> PROBLEM REQUIREMENTS
Every line of the data is to be transcribed as it stands.

DATA RECORDS Start Marker

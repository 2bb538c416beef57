use anyhow::{Context, Result};
use async_trait::async_trait;
use chrono::{DateTime, Utc};
use sqlx::types::Json;
use sqlx::PgPool;
use tracing::{debug, info};
use uuid::Uuid;

use crate::interviews::merge::merge_session;
use crate::models::candidate::{Candidate, CandidateRef, EvaluationUpdate};
use crate::models::interview::InterviewSession;
use crate::models::job::Job;
use crate::models::offer::{Offer, OfferChange, OfferUpdate, OfferWrite};
use crate::models::organization::Organization;
use crate::storage::CandidateStore;

/// Postgres-backed document store. Sub-records live in JSONB columns.
#[derive(Clone)]
pub struct PgCandidateStore {
    pool: PgPool,
}

impl PgCandidateStore {
    pub fn new(pool: PgPool) -> Self {
        Self { pool }
    }
}

#[async_trait]
impl CandidateStore for PgCandidateStore {
    async fn get_candidate(&self, org_id: Uuid, candidate_id: Uuid) -> Result<Option<Candidate>> {
        sqlx::query_as::<_, Candidate>("SELECT * FROM candidates WHERE org_id = $1 AND id = $2")
            .bind(org_id)
            .bind(candidate_id)
            .fetch_optional(&self.pool)
            .await
            .context("Failed to load candidate")
    }

    async fn get_job(&self, org_id: Uuid, job_id: Uuid) -> Result<Option<Job>> {
        sqlx::query_as::<_, Job>("SELECT * FROM jobs WHERE org_id = $1 AND id = $2")
            .bind(org_id)
            .bind(job_id)
            .fetch_optional(&self.pool)
            .await
            .context("Failed to load job")
    }

    async fn save_job_embedding(
        &self,
        org_id: Uuid,
        job_id: Uuid,
        embedding: &[f32],
    ) -> Result<()> {
        // Only the first writer caches; a concurrent evaluation keeps the existing vector.
        let result = sqlx::query(
            "UPDATE jobs SET embedding = $3 WHERE org_id = $1 AND id = $2 AND cardinality(embedding) = 0",
        )
        .bind(org_id)
        .bind(job_id)
        .bind(embedding)
        .execute(&self.pool)
        .await
        .context("Failed to cache job embedding")?;

        debug!(
            job_id = %job_id,
            rows = result.rows_affected(),
            "Job embedding cache write"
        );
        Ok(())
    }

    async fn get_organization(&self, org_id: Uuid) -> Result<Option<Organization>> {
        sqlx::query_as::<_, Organization>("SELECT * FROM organizations WHERE id = $1")
            .bind(org_id)
            .fetch_optional(&self.pool)
            .await
            .context("Failed to load organization")
    }

    async fn record_resume_text(
        &self,
        org_id: Uuid,
        candidate_id: Uuid,
        resume_text: &str,
        parsed_at: DateTime<Utc>,
    ) -> Result<()> {
        sqlx::query(
            r#"
            UPDATE candidates
            SET resume_text = $3, resume_parsed_at = $4, updated_at = NOW()
            WHERE org_id = $1 AND id = $2
            "#,
        )
        .bind(org_id)
        .bind(candidate_id)
        .bind(resume_text)
        .bind(parsed_at)
        .execute(&self.pool)
        .await
        .context("Failed to record resume text")?;
        Ok(())
    }

    async fn save_evaluation(
        &self,
        org_id: Uuid,
        candidate_id: Uuid,
        update: &EvaluationUpdate,
    ) -> Result<()> {
        sqlx::query(
            r#"
            UPDATE candidates SET
                name = COALESCE($3, name),
                email = COALESCE($4, email),
                phone = COALESCE($5, phone),
                links = $6,
                resume_text = $7,
                resume_parsed_at = COALESCE(resume_parsed_at, NOW()),
                score = $8,
                vector_match_score = $9,
                skills = $10,
                experience = $11,
                education = $12,
                embedding = $13,
                summary = $14,
                match_reason = $15,
                analysis = $16,
                updated_at = NOW()
            WHERE org_id = $1 AND id = $2
            "#,
        )
        .bind(org_id)
        .bind(candidate_id)
        .bind(update.name.as_deref())
        .bind(update.email.as_deref())
        .bind(update.phone.as_deref())
        .bind(Json(&update.links))
        .bind(&update.resume_text)
        .bind(update.score)
        .bind(update.vector_match_score)
        .bind(Json(&update.skills))
        .bind(Json(&update.experience))
        .bind(Json(&update.education))
        .bind(&update.embedding)
        .bind(&update.summary)
        .bind(&update.match_reason)
        .bind(update.analysis.as_ref().map(Json))
        .execute(&self.pool)
        .await
        .context("Failed to save evaluation")?;

        info!(candidate_id = %candidate_id, score = update.score, "Saved evaluation");
        Ok(())
    }

    async fn merge_interview_session(
        &self,
        org_id: Uuid,
        candidate_id: Uuid,
        session: InterviewSession,
        match_key: &str,
    ) -> Result<Option<Vec<InterviewSession>>> {
        let mut tx = self.pool.begin().await?;

        let current: Option<Json<Vec<InterviewSession>>> = sqlx::query_scalar(
            "SELECT interviews FROM candidates WHERE org_id = $1 AND id = $2 FOR UPDATE",
        )
        .bind(org_id)
        .bind(candidate_id)
        .fetch_optional(&mut *tx)
        .await
        .context("Failed to lock candidate interviews")?;

        let Some(Json(mut sessions)) = current else {
            return Ok(None);
        };

        merge_session(&mut sessions, session, match_key);

        sqlx::query(
            "UPDATE candidates SET interviews = $3, updated_at = NOW() WHERE org_id = $1 AND id = $2",
        )
        .bind(org_id)
        .bind(candidate_id)
        .bind(Json(&sessions))
        .execute(&mut *tx)
        .await
        .context("Failed to write candidate interviews")?;

        tx.commit().await?;
        Ok(Some(sessions))
    }

    async fn update_offer(
        &self,
        org_id: Uuid,
        candidate_id: Uuid,
        change: &OfferChange,
    ) -> Result<Option<OfferUpdate>> {
        let mut tx = self.pool.begin().await?;

        let current: Option<Option<Json<Offer>>> = sqlx::query_scalar(
            "SELECT offer FROM candidates WHERE org_id = $1 AND id = $2 FOR UPDATE",
        )
        .bind(org_id)
        .bind(candidate_id)
        .fetch_optional(&mut *tx)
        .await
        .context("Failed to lock candidate offer")?;

        let Some(current) = current else {
            return Ok(None);
        };

        let mut offer = current.map(|o| o.0).unwrap_or_default();
        let write = offer.apply(change);
        if write != OfferWrite::Applied {
            tx.rollback().await?;
            debug!(candidate_id = %candidate_id, ?write, "Offer change dropped");
            return Ok(Some(OfferUpdate { offer, write }));
        }

        sqlx::query(
            "UPDATE candidates SET offer = $3, updated_at = NOW() WHERE org_id = $1 AND id = $2",
        )
        .bind(org_id)
        .bind(candidate_id)
        .bind(Json(&offer))
        .execute(&mut *tx)
        .await
        .context("Failed to write candidate offer")?;

        if let Some(envelope_id) = change.new_envelope_id() {
            sqlx::query(
                r#"
                INSERT INTO offer_envelopes (envelope_id, org_id, candidate_id)
                VALUES ($1, $2, $3)
                ON CONFLICT (envelope_id)
                DO UPDATE SET org_id = EXCLUDED.org_id, candidate_id = EXCLUDED.candidate_id
                "#,
            )
            .bind(envelope_id)
            .bind(org_id)
            .bind(candidate_id)
            .execute(&mut *tx)
            .await
            .context("Failed to index offer envelope")?;
        }

        tx.commit().await?;
        Ok(Some(OfferUpdate { offer, write }))
    }

    async fn find_offer_owner(&self, envelope_id: &str) -> Result<Option<CandidateRef>> {
        sqlx::query_as::<_, CandidateRef>(
            "SELECT org_id, candidate_id FROM offer_envelopes WHERE envelope_id = $1",
        )
        .bind(envelope_id)
        .fetch_optional(&self.pool)
        .await
        .context("Failed to look up envelope owner")
    }
}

DATA RECORDS End Marker

> REPLY TO THE EXERCISE
repository 2bb538c416beef57
use anyhow::{Context, Result};
use async_trait::async_trait;
use chrono::{DateTime, Utc};
use sqlx::types::Json;
use sqlx::PgPool;
use tracing::{debug, info};
use uuid::Uuid;

use crate::interviews::merge::merge_session;
use crate::models::candidate::{Candidate, CandidateRef, EvaluationUpdate};
use crate::models::interview::InterviewSession;
use crate::models::job::Job;
use crate::models::offer::{Offer, OfferChange, OfferUpdate, OfferWrite};
use crate::models::organization::Organization;
use crate::storage::CandidateStore;

/// Postgres-backed document store. Sub-records live in JSONB columns.
#[derive(Clone)]
pub struct PgCandidateStore {
    pool: PgPool,
}

impl PgCandidateStore {
    pub fn new(pool: PgPool) -> Self {
        Self { pool }
    }
}

#[async_trait]
impl CandidateStore for PgCandidateStore {
    async fn get_candidate(&self, org_id: Uuid, candidate_id: Uuid) -> Result<Option<Candidate>> {
        sqlx::query_as::<_, Candidate>("SELECT * FROM candidates WHERE org_id = $1 AND id = $2")
            .bind(org_id)
            .bind(candidate_id)
            .fetch_optional(&self.pool)
            .await
            .context("Failed to load candidate")
    }

    async fn get_job(&self, org_id: Uuid, job_id: Uuid) -> Result<Option<Job>> {
        sqlx::query_as::<_, Job>("SELECT * FROM jobs WHERE org_id = $1 AND id = $2")
            .bind(org_id)
            .bind(job_id)
            .fetch_optional(&self.pool)
            .await
            .context("Failed to load job")
    }

    async fn save_job_embedding(
        &self,
        org_id: Uuid,
        job_id: Uuid,
        embedding: &[f32],
    ) -> Result<()> {
        // Only the first writer caches; a concurrent evaluation keeps the existing vector.
        let result = sqlx::query(
            "UPDATE jobs SET embedding = $3 WHERE org_id = $1 AND id = $2 AND cardinality(embedding) = 0",
        )
        .bind(org_id)
        .bind(job_id)
        .bind(embedding)
        .execute(&self.pool)
        .await
        .context("Failed to cache job embedding")?;

        debug!(
            job_id = %job_id,
            rows = result.rows_affected(),
            "Job embedding cache write"
        );
        Ok(())
    }

    async fn get_organization(&self, org_id: Uuid) -> Result<Option<Organization>> {
        sqlx::query_as::<_, Organization>("SELECT * FROM organizations WHERE id = $1")
            .bind(org_id)
            .fetch_optional(&self.pool)
            .await
            .context("Failed to load organization")
    }

    async fn record_resume_text(
        &self,
        org_id: Uuid,
        candidate_id: Uuid,
        resume_text: &str,
        parsed_at: DateTime<Utc>,
    ) -> Result<()> {
        sqlx::query(
            r#"
            UPDATE candidates
            SET resume_text = $3, resume_parsed_at = $4, updated_at = NOW()
            WHERE org_id = $1 AND id = $2
            "#,
        )
        .bind(org_id)
        .bind(candidate_id)
        .bind(resume_text)
        .bind(parsed_at)
        .execute(&self.pool)
        .await
        .context("Failed to record resume text")?;
        Ok(())
    }

    async fn save_evaluation(
        &self,
        org_id: Uuid,
        candidate_id: Uuid,
        update: &EvaluationUpdate,
    ) -> Result<()> {
        sqlx::query(
            r#"
            UPDATE candidates SET
                name = COALESCE($3, name),
                email = COALESCE($4, email),
                phone = COALESCE($5, phone),
                links = $6,
                resume_text = $7,
                resume_parsed_at = COALESCE(resume_parsed_at, NOW()),
                score = $8,
                vector_match_score = $9,
                skills = $10,
                experience = $11,
                education = $12,
                embedding = $13,
                summary = $14,
                match_reason = $15,
                analysis = $16,
                updated_at = NOW()
            WHERE org_id = $1 AND id = $2
            "#,
        )
        .bind(org_id)
        .bind(candidate_id)
        .bind(update.name.as_deref())
        .bind(update.email.as_deref())
        .bind(update.phone.as_deref())
        .bind(Json(&update.links))
        .bind(&update.resume_text)
        .bind(update.score)
        .bind(update.vector_match_score)
        .bind(Json(&update.skills))
        .bind(Json(&update.experience))
        .bind(Json(&update.education))
        .bind(&update.embedding)
        .bind(&update.summary)
        .bind(&update.match_reason)
        .bind(update.analysis.as_ref().map(Json))
        .execute(&self.pool)
        .await
        .context("Failed to save evaluation")?;

        info!(candidate_id = %candidate_id, score = update.score, "Saved evaluation");
        Ok(())
    }

    async fn merge_interview_session(
        &self,
        org_id: Uuid,
        candidate_id: Uuid,
        session: InterviewSession,
        match_key: &str,
    ) -> Result<Option<Vec<InterviewSession>>> {
        let mut tx = self.pool.begin().await?;

        let current: Option<Json<Vec<InterviewSession>>> = sqlx::query_scalar(
            "SELECT interviews FROM candidates WHERE org_id = $1 AND id = $2 FOR UPDATE",
        )
        .bind(org_id)
        .bind(candidate_id)
        .fetch_optional(&mut *tx)
        .await
        .context("Failed to lock candidate interviews")?;

        let Some(Json(mut sessions)) = current else {
            return Ok(None);
        };

        merge_session(&mut sessions, session, match_key);

        sqlx::query(
            "UPDATE candidates SET interviews = $3, updated_at = NOW() WHERE org_id = $1 AND id = $2",
        )
        .bind(org_id)
        .bind(candidate_id)
        .bind(Json(&sessions))
        .execute(&mut *tx)
        .await
        .context("Failed to write candidate interviews")?;

        tx.commit().await?;
        Ok(Some(sessions))
    }

    async fn update_offer(
        &self,
        org_id: Uuid,
        candidate_id: Uuid,
        change: &OfferChange,
    ) -> Result<Option<OfferUpdate>> {
        let mut tx = self.pool.begin().await?;

        let current: Option<Option<Json<Offer>>> = sqlx::query_scalar(
            "SELECT offer FROM candidates WHERE org_id = $1 AND id = $2 FOR UPDATE",
        )
        .bind(org_id)
        .bind(candidate_id)
        .fetch_optional(&mut *tx)
        .await
        .context("Failed to lock candidate offer")?;

        let Some(current) = current else {
            return Ok(None);
        };

        let mut offer = current.map(|o| o.0).unwrap_or_default();
        let write = offer.apply(change);
        if write != OfferWrite::Applied {
            tx.rollback().await?;
            debug!(candidate_id = %candidate_id, ?write, "Offer change dropped");
            return Ok(Some(OfferUpdate { offer, write }));
        }

        sqlx::query(
            "UPDATE candidates SET offer = $3, updated_at = NOW() WHERE org_id = $1 AND id = $2",
        )
        .bind(org_id)
        .bind(candidate_id)
        .bind(Json(&offer))
        .execute(&mut *tx)
        .await
        .context("Failed to write candidate offer")?;

        if let Some(envelope_id) = change.new_envelope_id() {
            sqlx::query(
                r#"
                INSERT INTO offer_envelopes (envelope_id, org_id, candidate_id)
                VALUES ($1, $2, $3)
                ON CONFLICT (envelope_id)
                DO UPDATE SET org_id = EXCLUDED.org_id, candidate_id = EXCLUDED.candidate_id
                "#,
            )
            .bind(envelope_id)
            .bind(org_id)
            .bind(candidate_id)
            .execute(&mut *tx)
            .await
            .context("Failed to index offer envelope")?;
        }

        tx.commit().await?;
        Ok(Some(OfferUpdate { offer, write }))
    }

    async fn find_offer_owner(&self, envelope_id: &str) -> Result<Option<CandidateRef>> {
        sqlx::query_as::<_, CandidateRef>(
            "SELECT org_id, candidate_id FROM offer_envelopes WHERE envelope_id = $1",
        )
        .bind(envelope_id)
        .fetch_optional(&self.pool)
        .await
        .context("Failed to look up envelope owner")
    }
}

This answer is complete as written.